|US Department of Energy
Released Date: September 2002
Ethanol in Gasoline
Ethanol, or gasoline containing ethanol, cannot be moved practically through today’s pipeline system, because it tends to pull water that usually exists in petroleum pipelines and tanks. Instead, ethanol is blended into gasoline at terminals near the end users (monitoring varies by state). Splash blending, in which ethanol is added directly to a tanker truck along with the base gasoline, is commonly used. Ethanol-blended product must be kept separate from product not containing ethanol, necessitating separate handling all the way to the gasoline pump. The separation is needed because movement of a small amount of ethanol (from the ethanol-blended mixture) to gasoline without ethanol can increase the vapor pressure of that gasoline mixture substantially, potentially pushing it above required VOC limits. Thus, ethanol must be moved through an independent distribution system until it is close to the end user, where it then is added before being delivered to retail stations.

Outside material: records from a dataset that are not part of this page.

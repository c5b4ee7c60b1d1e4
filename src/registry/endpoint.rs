//! 端点 URI 约定：`scheme://host:port[?isSecure=true]`

use http::Uri;

use crate::error::{Error, Result};

/// 安全标记的查询参数名
pub const SECURE_QUERY_KEY: &str = "isSecure";

/// 构建端点 URI
pub fn new_endpoint(scheme: &str, host: &str, secure: bool) -> String {
    if secure {
        format!("{scheme}://{host}?{SECURE_QUERY_KEY}=true")
    } else {
        format!("{scheme}://{host}")
    }
}

/// 从端点列表中找出 scheme 与安全标记都匹配的第一个地址
///
/// 没有匹配时返回 `None`；任一端点不是合法 URI 时返回 `InvalidEndpoint`。
pub fn parse_endpoint(endpoints: &[String], scheme: &str, secure: bool) -> Result<Option<String>> {
    for raw in endpoints {
        let uri: Uri = raw
            .parse()
            .map_err(|_| Error::InvalidEndpoint(raw.clone()))?;
        if uri.scheme_str() != Some(scheme) || is_secure(&uri) != secure {
            continue;
        }
        if let Some(authority) = uri.authority() {
            return Ok(Some(authority.as_str().to_string()));
        }
    }
    Ok(None)
}

/// 读取 `isSecure` 查询参数，无法解析时视为 false
pub fn is_secure(uri: &Uri) -> bool {
    uri.query()
        .into_iter()
        .flat_map(|query| query.split('&'))
        .filter_map(|pair| pair.split_once('='))
        .find(|(key, _)| *key == SECURE_QUERY_KEY)
        .and_then(|(_, value)| parse_bool(value))
        .unwrap_or(false)
}

fn parse_bool(value: &str) -> Option<bool> {
    match value {
        "1" | "t" | "T" | "TRUE" | "true" | "True" => Some(true),
        "0" | "f" | "F" | "FALSE" | "false" | "False" => Some(false),
        _ => None,
    }
}
//! 内存注册中心
//!
//! 进程内实现，每个服务名对应一个 `tokio::sync::watch` 通道，
//! 适用于测试与单机开发。

use std::collections::HashMap;
use std::sync::Arc;
use std::sync::atomic::{AtomicBool, Ordering};

use async_trait::async_trait;
use tokio::sync::{Mutex, RwLock, watch};
use tokio_util::sync::CancellationToken;
use tracing::debug;

use super::{Discovery, Registrar, ServiceInstance, Watcher};
use crate::error::{Error, Result};

/// 内存注册中心
#[derive(Clone, Default)]
pub struct MemoryRegistry {
    services: Arc<RwLock<HashMap<String, watch::Sender<Vec<ServiceInstance>>>>>,
}

impl MemoryRegistry {
    pub fn new() -> Self {
        Self::default()
    }

    async fn sender(&self, name: &str) -> watch::Sender<Vec<ServiceInstance>> {
        if let Some(sender) = self.services.read().await.get(name) {
            return sender.clone();
        }
        let mut services = self.services.write().await;
        services
            .entry(name.to_string())
            .or_insert_with(|| watch::channel(Vec::new()).0)
            .clone()
    }
}

#[async_trait]
impl Registrar for MemoryRegistry {
    async fn register(&self, instance: &ServiceInstance) -> Result<()> {
        let sender = self.sender(&instance.name).await;
        sender.send_modify(|instances| {
            instances.retain(|existing| existing.id != instance.id);
            instances.push(instance.clone());
        });
        debug!(service = %instance.name, id = %instance.id, "instance registered");
        Ok(())
    }

    async fn deregister(&self, instance: &ServiceInstance) -> Result<()> {
        let sender = self.sender(&instance.name).await;
        sender.send_modify(|instances| instances.retain(|existing| existing.id != instance.id));
        debug!(service = %instance.name, id = %instance.id, "instance deregistered");
        Ok(())
    }
}

#[async_trait]
impl Discovery for MemoryRegistry {
    async fn get_service(&self, name: &str) -> Result<Vec<ServiceInstance>> {
        Ok(self.sender(name).await.borrow().clone())
    }

    async fn watch(&self, name: &str) -> Result<Box<dyn Watcher>> {
        let receiver = self.sender(name).await.subscribe();
        Ok(Box::new(MemoryWatcher {
            receiver: Mutex::new(receiver),
            first: AtomicBool::new(true),
            stopped: CancellationToken::new(),
        }))
    }
}

struct MemoryWatcher {
    receiver: Mutex<watch::Receiver<Vec<ServiceInstance>>>,
    first: AtomicBool,
    stopped: CancellationToken,
}

#[async_trait]
impl Watcher for MemoryWatcher {
    async fn next(&self) -> Result<Vec<ServiceInstance>> {
        if self.stopped.is_cancelled() {
            return Err(Error::Cancelled);
        }
        let mut receiver = self.receiver.lock().await;
        if self.first.swap(false, Ordering::SeqCst) {
            let current = receiver.borrow_and_update().clone();
            if !current.is_empty() {
                return Ok(current);
            }
        }
        tokio::select! {
            _ = self.stopped.cancelled() => Err(Error::Cancelled),
            changed = receiver.changed() => match changed {
                Ok(()) => Ok(receiver.borrow_and_update().clone()),
                Err(_) => Err(Error::Cancelled),
            },
        }
    }

    async fn stop(&self) -> Result<()> {
        self.stopped.cancel();
        Ok(())
    }
}

#[cfg(test)]
mod tests {
    use super::*;
    use std::time::Duration;

    #[tokio::test]
    async fn first_next_returns_current_list() {
        let registry = MemoryRegistry::new();
        let instance = ServiceInstance::new("1", "user").with_endpoint("grpc://10.0.0.1:9000");
        registry.register(&instance).await.unwrap();

        let watcher = registry.watch("user").await.unwrap();
        assert_eq!(watcher.next().await.unwrap(), vec![instance]);
    }

    #[tokio::test]
    async fn next_blocks_until_change() {
        let registry = MemoryRegistry::new();
        let watcher = registry.watch("user").await.unwrap();

        let pending = tokio::time::timeout(Duration::from_millis(50), watcher.next()).await;
        assert!(pending.is_err());

        let instance = ServiceInstance::new("1", "user");
        registry.register(&instance).await.unwrap();
        assert_eq!(watcher.next().await.unwrap(), vec![instance.clone()]);

        registry.deregister(&instance).await.unwrap();
        assert!(watcher.next().await.unwrap().is_empty());
    }

    #[tokio::test]
    async fn register_replaces_same_id() {
        let registry = MemoryRegistry::new();
        registry.register(&ServiceInstance::new("1", "user").with_version("v1")).await.unwrap();
        registry.register(&ServiceInstance::new("1", "user").with_version("v2")).await.unwrap();

        let instances = registry.get_service("user").await.unwrap();
        assert_eq!(instances.len(), 1);
        assert_eq!(instances[0].version, "v2");
    }

    #[tokio::test]
    async fn stop_unblocks_pending_next() {
        let registry = MemoryRegistry::new();
        let watcher: Arc<dyn Watcher> = Arc::from(registry.watch("user").await.unwrap());

        let pending = {
            let watcher = watcher.clone();
            tokio::spawn(async move { watcher.next().await })
        };
        tokio::time::sleep(Duration::from_millis(20)).await;
        watcher.stop().await.unwrap();
        watcher.stop().await.unwrap();

        let result = pending.await.unwrap();
        assert!(matches!(result, Err(Error::Cancelled)));
        assert!(matches!(watcher.next().await, Err(Error::Cancelled)));
    }
}
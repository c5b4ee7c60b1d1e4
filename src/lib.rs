//! Flare Micro Library
//!
//! Provides the microservice runtime for Flare services: discovery-driven gRPC name
//! resolution, pluggable client-side load balancing, and multi-server lifecycle
//! orchestration with registry registration.

pub mod app;
pub mod config;
pub mod error;
pub mod logging;
pub mod registry;

// gRPC 客户端
pub mod balancer;
pub mod client;
pub mod resolver;
pub mod selector;

// 服务端
pub mod server;

// Re-exports
pub use app::{App, AppBuilder, AppState, ShutdownSignal};
pub use balancer::BalancedChannel;
pub use client::ClientBuilder;
pub use config::Config;
pub use error::{Error, Result};
pub use registry::{Discovery, Registrar, Registry, ServiceInstance, Watcher};
pub use selector::Strategy;
pub use server::{RestServer, RestServerBuilder, RpcServer, RpcServerBuilder, Server};
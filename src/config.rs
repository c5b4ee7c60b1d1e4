use std::collections::HashMap;
use std::path::Path;
use std::time::Duration;

use serde::{Deserialize, Serialize};

use crate::app::ShutdownSignal;
use crate::error::{Error, Result};
use crate::selector::Strategy;

#[derive(Debug, Clone, Deserialize, Serialize)]
pub struct Config {
    pub app: AppConfig,
    pub rpc: Option<RpcServerConfig>,
    pub rest: Option<RestServerConfig>,
    #[serde(default)]
    pub clients: HashMap<String, ClientConfig>,
    pub registry: Option<RegistryConfig>,
    #[serde(default)]
    pub log: LogConfig,
}

#[derive(Debug, Clone, Deserialize, Serialize)]
pub struct AppConfig {
    pub name: String,
    #[serde(default)]
    pub version: String,
    /// 不配置时启动时生成 uuid
    pub id: Option<String>,
    #[serde(default)]
    pub metadata: HashMap<String, String>,
    /// 额外公布的端点
    #[serde(default)]
    pub endpoints: Vec<String>,
    #[serde(default = "default_stage_timeout_secs")]
    pub registrar_timeout_secs: u64,
    #[serde(default = "default_stage_timeout_secs")]
    pub stop_timeout_secs: u64,
    #[serde(default = "default_signals")]
    pub signals: Vec<ShutdownSignal>,
}

fn default_stage_timeout_secs() -> u64 {
    10
}

fn default_signals() -> Vec<ShutdownSignal> {
    vec![
        ShutdownSignal::Terminate,
        ShutdownSignal::Interrupt,
        ShutdownSignal::Quit,
    ]
}

impl AppConfig {
    pub fn registrar_timeout(&self) -> Duration {
        Duration::from_secs(self.registrar_timeout_secs)
    }

    pub fn stop_timeout(&self) -> Duration {
        Duration::from_secs(self.stop_timeout_secs)
    }
}

#[derive(Debug, Clone, Deserialize, Serialize)]
pub struct RpcServerConfig {
    #[serde(default = "default_rpc_address")]
    pub address: String,
    /// 单次请求超时
    pub timeout_ms: Option<u64>,
    #[serde(default)]
    pub secure: bool,
}

fn default_rpc_address() -> String {
    ":0".to_string()
}

impl Default for RpcServerConfig {
    fn default() -> Self {
        Self {
            address: default_rpc_address(),
            timeout_ms: None,
            secure: false,
        }
    }
}

#[derive(Debug, Clone, Deserialize, Serialize)]
pub struct RestServerConfig {
    #[serde(default = "default_rest_address")]
    pub address: String,
    #[serde(default = "default_true")]
    pub enable_health: bool,
}

fn default_rest_address() -> String {
    ":8080".to_string()
}

fn default_true() -> bool {
    true
}

impl Default for RestServerConfig {
    fn default() -> Self {
        Self {
            address: default_rest_address(),
            enable_health: true,
        }
    }
}

#[derive(Debug, Clone, Deserialize, Serialize)]
pub struct ClientConfig {
    /// 如 `discovery:///user` 或 `direct:///10.0.0.1:9000`
    pub target: String,
    #[serde(default = "default_client_timeout_ms")]
    pub timeout_ms: u64,
    #[serde(default = "default_connect_timeout_ms")]
    pub connect_timeout_ms: u64,
    #[serde(default)]
    pub insecure: bool,
    #[serde(default = "default_stage_timeout_secs")]
    pub discovery_timeout_secs: u64,
    #[serde(default)]
    pub strategy: Strategy,
    /// 就绪连接的健康检查间隔
    #[serde(default = "default_health_check_interval_ms")]
    pub health_check_interval_ms: u64,
}

fn default_health_check_interval_ms() -> u64 {
    1000
}

fn default_client_timeout_ms() -> u64 {
    2000
}

fn default_connect_timeout_ms() -> u64 {
    5000
}

impl ClientConfig {
    pub fn timeout(&self) -> Duration {
        Duration::from_millis(self.timeout_ms)
    }

    pub fn connect_timeout(&self) -> Duration {
        Duration::from_millis(self.connect_timeout_ms)
    }

    pub fn health_check_interval(&self) -> Duration {
        Duration::from_millis(self.health_check_interval_ms)
    }

    pub fn discovery_timeout(&self) -> Duration {
        Duration::from_secs(self.discovery_timeout_secs)
    }
}

#[derive(Debug, Clone, Copy, Default, PartialEq, Eq, Deserialize, Serialize)]
#[serde(rename_all = "snake_case")]
pub enum RegistryKind {
    #[default]
    Memory,
    Etcd,
}

#[derive(Debug, Clone, Deserialize, Serialize)]
pub struct RegistryConfig {
    #[serde(default)]
    pub kind: RegistryKind,
    #[serde(default)]
    pub endpoints: Vec<String>,
    #[serde(default = "default_namespace")]
    pub namespace: String,
    #[serde(default = "default_ttl_secs")]
    pub ttl_secs: u64,
}

fn default_namespace() -> String {
    "flare".to_string()
}

fn default_ttl_secs() -> u64 {
    15
}

impl Default for RegistryConfig {
    fn default() -> Self {
        Self {
            kind: RegistryKind::default(),
            endpoints: Vec::new(),
            namespace: default_namespace(),
            ttl_secs: default_ttl_secs(),
        }
    }
}

#[derive(Debug, Clone, Copy, Default, PartialEq, Eq, Deserialize, Serialize)]
#[serde(rename_all = "snake_case")]
pub enum LogFormat {
    #[default]
    Text,
    Json,
}

#[derive(Debug, Clone, Deserialize, Serialize)]
pub struct LogConfig {
    /// EnvFilter 指令，`RUST_LOG` 优先
    #[serde(default = "default_log_level")]
    pub level: String,
    #[serde(default)]
    pub format: LogFormat,
    #[serde(default = "default_true")]
    pub color: bool,
}

fn default_log_level() -> String {
    "info".to_string()
}

impl Default for LogConfig {
    fn default() -> Self {
        Self {
            level: default_log_level(),
            format: LogFormat::default(),
            color: true,
        }
    }
}

impl Config {
    pub fn load_from_file(path: impl AsRef<Path>) -> Result<Self> {
        let content = std::fs::read_to_string(path)?;
        Self::from_toml_str(&content)
    }

    pub fn from_toml_str(content: &str) -> Result<Self> {
        toml::from_str(content).map_err(|e| Error::Config(e.to_string()))
    }
}
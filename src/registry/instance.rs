//! 服务实例定义

use std::collections::HashMap;

use serde::{Deserialize, Serialize};

use super::endpoint;
use crate::error::Result;

/// 服务实例
///
/// 注册中心中可见的进程身份，每次 `App::run` 构建一次，构建后只读。
#[derive(Debug, Clone, Default, Serialize, Deserialize, PartialEq, Eq)]
pub struct ServiceInstance {
    /// 实例 ID（进程内唯一，启动时生成）
    pub id: String,

    /// 服务名称
    pub name: String,

    /// 版本
    #[serde(default)]
    pub version: String,

    /// 元数据
    #[serde(default)]
    pub metadata: HashMap<String, String>,

    /// 端点列表，每种传输一个，如 `grpc://10.0.0.1:9000`
    #[serde(default)]
    pub endpoints: Vec<String>,
}

impl ServiceInstance {
    /// 创建新的服务实例
    pub fn new(id: impl Into<String>, name: impl Into<String>) -> Self {
        Self {
            id: id.into(),
            name: name.into(),
            ..Default::default()
        }
    }

    /// 设置版本
    pub fn with_version(mut self, version: impl Into<String>) -> Self {
        self.version = version.into();
        self
    }

    /// 添加元数据
    pub fn with_metadata(mut self, key: impl Into<String>, value: impl Into<String>) -> Self {
        self.metadata.insert(key.into(), value.into());
        self
    }

    /// 添加端点
    pub fn with_endpoint(mut self, endpoint: impl Into<String>) -> Self {
        self.endpoints.push(endpoint.into());
        self
    }

    /// 检查是否匹配版本
    pub fn matches_version(&self, version: Option<&str>) -> bool {
        match version {
            None => true,
            Some(v) => self.version == v,
        }
    }

    /// 查找匹配 scheme 与安全标记的端点地址（host:port）
    pub fn endpoint(&self, scheme: &str, secure: bool) -> Result<Option<String>> {
        endpoint::parse_endpoint(&self.endpoints, scheme, secure)
    }
}

#[cfg(test)]
mod tests {
    use super::*;

    #[test]
    fn builders_fill_every_field() {
        let instance = ServiceInstance::new("id-1", "user")
            .with_version("v2")
            .with_metadata("zone", "a")
            .with_endpoint("grpc://10.0.0.1:9000");

        assert_eq!(instance.version, "v2");
        assert_eq!(instance.metadata.get("zone").map(String::as_str), Some("a"));
        assert!(instance.matches_version(Some("v2")));
        assert!(instance.matches_version(None));
        assert!(!instance.matches_version(Some("v1")));
        assert_eq!(
            instance.endpoint("grpc", false).unwrap().as_deref(),
            Some("10.0.0.1:9000")
        );
    }

    #[test]
    fn deserializes_without_optional_fields() {
        let instance: ServiceInstance =
            serde_json::from_str(r#"{"id":"1","name":"user"}"#).unwrap();
        assert!(instance.endpoints.is_empty());
        assert!(instance.metadata.is_empty());
    }
}
//! P2C（Power of Two Choices）选择器
//!
//! 随机取两个节点，选择 `EWMA 延迟 × (在途请求数 + 1)` 较小者。
//! 完成回调用本次调用耗时更新 EWMA，失败的调用按惩罚延迟计入。

use std::collections::HashMap;
use std::sync::Arc;
use std::sync::atomic::{AtomicI64, AtomicU64, Ordering};
use std::time::{Duration, Instant};

use arc_swap::ArcSwap;
use async_trait::async_trait;
use rand::Rng;

use super::{DoneFunc, DoneInfo, Node, PickInfo, Selector};
use crate::error::{Error, Result};

/// 失败调用计入的延迟
const PENALTY: Duration = Duration::from_secs(1);

/// EWMA 中新样本的权重
const EWMA_ALPHA: f64 = 0.3;

#[derive(Default)]
struct NodeStats {
    inflight: AtomicI64,
    /// 纳秒
    lag: AtomicU64,
}

impl NodeStats {
    fn load(&self) -> u128 {
        let lag = self.lag.load(Ordering::Relaxed) as u128;
        let inflight = self.inflight.load(Ordering::Relaxed).max(0) as u128;
        (lag + 1) * (inflight + 1)
    }

    fn observe(&self, rtt: Duration) {
        let sample = rtt.as_nanos().min(u64::MAX as u128) as u64;
        let _ = self
            .lag
            .fetch_update(Ordering::Relaxed, Ordering::Relaxed, |old| {
                if old == 0 {
                    Some(sample)
                } else {
                    Some((old as f64 * (1.0 - EWMA_ALPHA) + sample as f64 * EWMA_ALPHA) as u64)
                }
            });
    }
}

#[derive(Clone)]
struct WeightedNode {
    node: Node,
    stats: Arc<NodeStats>,
}

/// P2C 选择器，同地址节点的统计在 `apply` 之间保留
pub struct P2c {
    nodes: ArcSwap<Vec<WeightedNode>>,
}

impl P2c {
    pub fn new() -> Self {
        Self {
            nodes: ArcSwap::from_pointee(Vec::new()),
        }
    }
}

impl Default for P2c {
    fn default() -> Self {
        Self::new()
    }
}

#[async_trait]
impl Selector for P2c {
    fn apply(&self, nodes: Vec<Node>) {
        let previous: HashMap<String, Arc<NodeStats>> = self
            .nodes
            .load()
            .iter()
            .map(|w| (w.node.address().to_string(), w.stats.clone()))
            .collect();

        let weighted = nodes
            .into_iter()
            .map(|node| {
                let stats = previous.get(node.address()).cloned().unwrap_or_default();
                WeightedNode { node, stats }
            })
            .collect();
        self.nodes.store(Arc::new(weighted));
    }

    async fn select(&self, _info: &PickInfo) -> Result<(Node, Option<DoneFunc>)> {
        let chosen = {
            let nodes = self.nodes.load();
            match nodes.len() {
                0 => return Err(Error::NoAvailableNode),
                1 => nodes[0].clone(),
                len => {
                    let mut rng = rand::thread_rng();
                    let a = rng.gen_range(0..len);
                    let mut b = rng.gen_range(0..len - 1);
                    if b >= a {
                        b += 1;
                    }
                    let (first, second) = (&nodes[a], &nodes[b]);
                    if second.stats.load() < first.stats.load() {
                        second.clone()
                    } else {
                        first.clone()
                    }
                }
            }
        };

        chosen.stats.inflight.fetch_add(1, Ordering::Relaxed);
        let stats = chosen.stats.clone();
        let start = Instant::now();
        let done: DoneFunc = Box::new(move |info: DoneInfo| {
            stats.inflight.fetch_sub(1, Ordering::Relaxed);
            let mut rtt = start.elapsed();
            if info.error.is_some() {
                rtt = rtt.max(PENALTY);
            }
            stats.observe(rtt);
        });
        Ok((chosen.node, Some(done)))
    }
}

#[cfg(test)]
mod tests {
    use super::*;
    use crate::selector::Trailer;
    use crate::selector::tests::node;

    fn done_info(error: Option<tonic::Status>) -> DoneInfo {
        DoneInfo {
            error,
            bytes_sent: 0,
            bytes_received: 0,
            reply_md: Trailer::default(),
        }
    }

    async fn pick(selector: &P2c) -> (String, DoneFunc) {
        let (node, done) = selector.select(&PickInfo::default()).await.unwrap();
        (node.address().to_string(), done.expect("p2c always returns a done callback"))
    }

    #[tokio::test]
    async fn failed_node_is_avoided() {
        let selector = P2c::new();
        selector.apply(vec![node("a:1", ""), node("b:1", "")]);

        let (failed, done) = pick(&selector).await;
        done(done_info(Some(tonic::Status::unavailable("down"))));

        for _ in 0..10 {
            let (addr, done) = pick(&selector).await;
            assert_ne!(addr, failed);
            done(done_info(None));
        }

        // 统计在重新 apply 后保留
        selector.apply(vec![node("b:1", ""), node("a:1", "")]);
        let (addr, _) = pick(&selector).await;
        assert_ne!(addr, failed);
    }

    #[tokio::test]
    async fn inflight_requests_spread_load() {
        let selector = P2c::new();
        selector.apply(vec![node("a:1", ""), node("b:1", "")]);

        let (first, _pending) = pick(&selector).await;
        let (second, _) = pick(&selector).await;
        assert_ne!(first, second);
    }

    #[tokio::test]
    async fn single_and_empty_population() {
        let selector = P2c::new();
        assert!(matches!(
            selector.select(&PickInfo::default()).await,
            Err(Error::NoAvailableNode)
        ));

        selector.apply(vec![node("a:1", "")]);
        let (addr, _) = pick(&selector).await;
        assert_eq!(addr, "a:1");
    }
}
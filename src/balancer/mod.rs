//! 负载均衡
//!
//! 连接池接收解析器推送的地址，维护就绪连接并持续检查其健康；picker 把就绪连接交给
//! 可插拔的选择器；`BalancedChannel` 把这一切包装成 tonic 可用的通道。

mod channel;
mod picker;
mod pool;

pub use channel::{BalancedChannel, DoneBody};
pub use picker::{Picked, Picker};
pub use pool::{DEFAULT_HEALTH_CHECK_INTERVAL, EndpointHook};

pub(crate) use pool::{ConnectionPool, PoolConfig};
//! 对外地址提取
//!
//! 配置中的 host 为空或为通配地址时，用本机出口 IP 替换；端口总是取实际绑定的端口。

use std::net::{IpAddr, Ipv4Addr, SocketAddr, UdpSocket};

/// 计算应当公布给注册中心的 host:port
pub fn extract(configured: &str, bound: SocketAddr) -> String {
    let host = split_host(configured);
    let port = bound.port();

    if host.is_empty() {
        return SocketAddr::new(local_ip().unwrap_or(Ipv4Addr::LOCALHOST.into()), port).to_string();
    }
    match host.parse::<IpAddr>() {
        Ok(ip) if ip.is_unspecified() => {
            SocketAddr::new(local_ip().unwrap_or(Ipv4Addr::LOCALHOST.into()), port).to_string()
        }
        Ok(ip) => SocketAddr::new(ip, port).to_string(),
        Err(_) => format!("{host}:{port}"),
    }
}

fn split_host(address: &str) -> &str {
    if let Some(rest) = address.strip_prefix('[') {
        return rest.split_once(']').map(|(host, _)| host).unwrap_or(rest);
    }
    match address.rsplit_once(':') {
        // 未加方括号的 IPv6
        Some((host, _)) if host.contains(':') => address,
        Some((host, _)) => host,
        None => address,
    }
}

/// 通过 UDP connect 获取默认路由的本机地址，不会发送任何数据
fn local_ip() -> Option<IpAddr> {
    let socket = UdpSocket::bind("0.0.0.0:0").ok()?;
    socket.connect("8.8.8.8:80").ok()?;
    let ip = socket.local_addr().ok()?.ip();
    (!ip.is_unspecified()).then_some(ip)
}
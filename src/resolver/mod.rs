//! 名称解析
//!
//! 把客户端目标（如 `discovery:///user`、`direct:///a:1,b:2`）解析成持续更新的地址集合，
//! 通过 [`ResolverUpdater`] 推送给连接层。解析器按 scheme 显式注册在 [`ResolverRegistry`] 中。

pub mod direct;
pub mod discovery;

use std::collections::HashMap;
use std::fmt;
use std::str::FromStr;
use std::sync::Arc;

use async_trait::async_trait;

use crate::error::{Error, Result};
use crate::registry::ServiceInstance;

pub use direct::{DIRECT_SCHEME, DirectBuilder};
pub use discovery::{DISCOVERY_SCHEME, DiscoveryBuilder, resolve_addresses};

/// 客户端拨号目标：`scheme://authority/endpoint`
#[derive(Debug, Clone, PartialEq, Eq)]
pub struct Target {
    pub scheme: String,
    pub authority: String,
    pub endpoint: String,
}

impl Target {
    pub fn parse(raw: &str) -> Result<Self> {
        let Some((scheme, rest)) = raw.split_once("://") else {
            // 裸地址按静态地址处理
            if raw.trim().is_empty() {
                return Err(Error::InvalidTarget(raw.to_string()));
            }
            return Ok(Self {
                scheme: DIRECT_SCHEME.to_string(),
                authority: String::new(),
                endpoint: raw.trim().to_string(),
            });
        };
        let (authority, endpoint) = rest.split_once('/').unwrap_or((rest, ""));
        if scheme.is_empty() || endpoint.is_empty() {
            return Err(Error::InvalidTarget(raw.to_string()));
        }
        Ok(Self {
            scheme: scheme.to_string(),
            authority: authority.to_string(),
            endpoint: endpoint.to_string(),
        })
    }
}

impl FromStr for Target {
    type Err = Error;

    fn from_str(s: &str) -> Result<Self> {
        Self::parse(s)
    }
}

impl fmt::Display for Target {
    fn fmt(&self, f: &mut fmt::Formatter<'_>) -> fmt::Result {
        write!(f, "{}://{}/{}", self.scheme, self.authority, self.endpoint)
    }
}

/// 地址附带的属性：实例元数据加上完整实例的引用
#[derive(Debug, Clone, Default, PartialEq)]
pub struct Attributes {
    values: HashMap<String, String>,
    instance: Option<Arc<ServiceInstance>>,
}

impl Attributes {
    pub fn from_instance(instance: Arc<ServiceInstance>) -> Self {
        Self {
            values: instance.metadata.clone(),
            instance: Some(instance),
        }
    }

    pub fn get(&self, key: &str) -> Option<&str> {
        self.values.get(key).map(String::as_str)
    }

    pub fn instance(&self) -> Option<&Arc<ServiceInstance>> {
        self.instance.as_ref()
    }
}

/// 解析出的一个地址
#[derive(Debug, Clone, PartialEq)]
pub struct Address {
    /// host:port
    pub addr: String,
    pub server_name: String,
    pub attributes: Attributes,
}

impl Address {
    pub fn new(addr: impl Into<String>) -> Self {
        Self {
            addr: addr.into(),
            server_name: String::new(),
            attributes: Attributes::default(),
        }
    }
}

/// 一次发布的完整地址集合
#[derive(Debug, Clone, Default)]
pub struct ResolverState {
    pub addresses: Vec<Address>,
}

/// 接收地址更新的一方（连接池）
#[async_trait]
pub trait ResolverUpdater: Send + Sync {
    async fn update_state(&self, state: ResolverState) -> Result<()>;
}

/// 已构建的解析器
#[async_trait]
pub trait Resolver: Send + Sync {
    /// 推送式解析，无需主动触发
    fn resolve_now(&self) {}

    /// 关闭解析器，可重复调用
    async fn close(&self);
}

/// 按 scheme 构建解析器
#[async_trait]
pub trait ResolverBuilder: Send + Sync {
    fn scheme(&self) -> &str;

    async fn build(
        &self,
        target: &Target,
        updater: Arc<dyn ResolverUpdater>,
    ) -> Result<Box<dyn Resolver>>;
}

/// 显式的解析器注册表，按 scheme 查找，拨号时传入
#[derive(Clone)]
pub struct ResolverRegistry {
    builders: HashMap<String, Arc<dyn ResolverBuilder>>,
}

impl ResolverRegistry {
    /// 创建空注册表
    pub fn empty() -> Self {
        Self {
            builders: HashMap::new(),
        }
    }

    /// 注册解析器，同 scheme 的旧解析器被替换
    pub fn register(&mut self, builder: Arc<dyn ResolverBuilder>) {
        self.builders.insert(builder.scheme().to_string(), builder);
    }

    pub fn get(&self, scheme: &str) -> Option<Arc<dyn ResolverBuilder>> {
        self.builders.get(scheme).cloned()
    }
}

impl Default for ResolverRegistry {
    /// 默认包含 direct 解析器
    fn default() -> Self {
        let mut registry = Self::empty();
        registry.register(Arc::new(DirectBuilder));
        registry
    }
}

Ethanol’s high blending RVP affects gasoline production as well as distribution and storage. Most summer conventional gasoline has an RVP of 9.0 psi. Adding 10 percent ethanol to 9.0-psi conventional gasoline increases the RVP by about 1 pound. However, a Federal waiver of 1 psi RVP (sometimes called the “1-pound waiver”) exists for conventional gasoline that is blended with ethanol. The waiver allows terminal operators to add 10 percent ethanol to finished 9.0-psi conventional gasoline with no penalty for the RVP increase. However, lower-RVP conventional gasolines will experience a larger RVP increase than 1 pound when 10 percent ethanol is added. For example, 7.8-psi gasoline might see a 1.3-psi increase. Because this RVP gain exceeds the 1-pound waiver, refiners cannot add 10 percent ethanol to a finished 7.8-psi gasoline. They must produce an unfinished blend with RVP of 7.3 psi that, when combined with 10 percent ethanol, creates a finished gasoline with RVP of 8.8 psi (7.8 psi plus the 1 psi waiver). This unfinished conventional gasoline base is sometimes called a conventional gasoline blendstock for oxygenate blending, or CBOB.
Producing reformulated gasoline using ethanol to replace MTBE presents a larger problem for refiners. Ethanol affects nitrogen oxides (NOx) and toxics emissions as well as VOC’s. In order for RFG to meet its VOC requirements, the finished blend must be at a fairly low RVP, generally less than 7.0 psi during the summer. To create a base unfinished reformulated gasoline mixture to which the ethanol will be added (referred to as reformulated gasoline blendstock for oxygenate blending, or RBOB), the RVP must be reduced to very low levels (6.0 psi or less). Light molecular weight, high RVP components must be removed to reduce the base mixture’s RVP. When these light components are removed, RFG’s distillation characteristics are changed, which may require removing some heavy molecular weight, high boiling point components as well. (The distillation characteristics, as measured by how much material evaporates at different temperatures, affect driveability.7) Ethanol also increases NOx emissions, and in the case of California reformulated gasoline, which has more stringent emission requirements than Federal reformulated gasoline, the NOx limitations will likely prevent refiners from being able to use much more than 6 percent ethanol. Ethanol, while clean on a relative basis, has a higher toxic impact than MTBE. Thus, refiners with very low Mobil Source Air Toxics baselines based on MTBE usage may have great difficulty switching from MTBE to ethanol.
When CBOB’s or RBOB’s are produced, these unfinished products travel through the petroleum distribution system to terminals where ethanol is added to create the finished gasoline. The ethanol will have traveled through a separate distribution system to the terminals.